The function $f$, defined on the set of ordered pairs of positive integers, satisfies the following properties: \begin{eqnarray*} f(x,x) & = & x, \\ f(x,y) & = & f(y,x), \quad \text{and} \\ (x + y) f(x,y) & = & yf(x,x + y). \end{eqnarray*} Calculate $f(14,52)$.

Solution

Since all of the function's properties contain a recursive definition except for the first one, we know that $f(x,x) = x$ in order to obtain an integer answer. So, we have to transform $f(14,52)$ to this form by exploiting the other properties. The second one doesn't help us immediately, so we will use the third one.

Note that

\[f(14,52) = f(14,14 + 38) = \frac {52}{38}f(14,38)\]

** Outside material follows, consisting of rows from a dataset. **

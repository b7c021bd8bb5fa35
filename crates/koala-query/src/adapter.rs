//! [`SelectorTree`] for the Koala arena DOM.

use koala_dom::{DomTree, NodeId, NodeType};

use crate::tree::{NodeKind, SelectorTree};

impl SelectorTree for DomTree {
    type Node = NodeId;

    fn kind(&self, node: NodeId) -> NodeKind {
        match self.get(node).map(|n| &n.node_type) {
            Some(NodeType::Document) => NodeKind::Document,
            Some(NodeType::Element(_)) => NodeKind::Element,
            Some(NodeType::ShadowRoot(_)) => NodeKind::ShadowRoot,
            Some(NodeType::Text(_)) => NodeKind::Text,
            Some(NodeType::Comment(_)) | None => NodeKind::Other,
        }
    }

    fn parent(&self, node: NodeId) -> Option<NodeId> {
        Self::parent(self, node)
    }

    fn first_child(&self, node: NodeId) -> Option<NodeId> {
        Self::first_child(self, node)
    }

    fn next_sibling(&self, node: NodeId) -> Option<NodeId> {
        Self::next_sibling(self, node)
    }

    fn prev_sibling(&self, node: NodeId) -> Option<NodeId> {
        Self::prev_sibling(self, node)
    }

    fn shadow_root(&self, host: NodeId) -> Option<NodeId> {
        self.open_shadow_root(host)
    }

    fn shadow_host(&self, shadow_root: NodeId) -> Option<NodeId> {
        self.host(shadow_root)
    }

    fn local_name(&self, element: NodeId) -> Option<&str> {
        self.as_element(element).map(|e| e.tag_name.as_str())
    }

    fn attribute(&self, element: NodeId, name: &str) -> Option<&str> {
        self.as_element(element).and_then(|e| e.attr(name))
    }

    fn text(&self, node: NodeId) -> Option<&str> {
        self.as_text(node)
    }
}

Repeating the process several times, \begin{eqnarray*}f(14,52) & = f(14,14 + 38) = \frac {52}{38}f(14,38) \\ & = & \frac {52}{38}\times \frac {38}{24}f(14,14 + 24) = \frac {52}{24}f(14,24) \\ & = & \frac {52}{10}f(10,14) \\ & = & \frac {52}{10}\times \frac {14}{4}f(10,4) = \frac {91}{5}f(4,10) \\ & = & \frac {91}{3}f(4,6) \\ & = & 91f(2,4) \\ & = & 91\times 2 f(2,2) = 364. \end{eqnarray*}

Solution 2

Notice that $f(x,y) = \text{lcm}(x,y)$ satisfies all three properties:

Clearly, $\text{lcm}(x,x) = x$ and $\text{lcm}(x,y) = \text{lcm}(y,x)$.

Using the identities $\text{gcd}(x,y) \cdot \text{lcm}(x,y) = xy$ and $\text{gcd}(x,x+y) = \text{gcd}(x,y)$, we have:

$y \cdot \text{lcm}(x,x+y)$ $= \dfrac{y \cdot x(x+y)}{\text{gcd}(x,x+y)}$ $= \dfrac{(x+y) \cdot xy}{\text{gcd}(x,y)}$ $= (x+y) \cdot \text{lcm}(x,y)$.

Hence, $f(x,y) = \text{lcm}(x,y)$ is a solution to the functional equation.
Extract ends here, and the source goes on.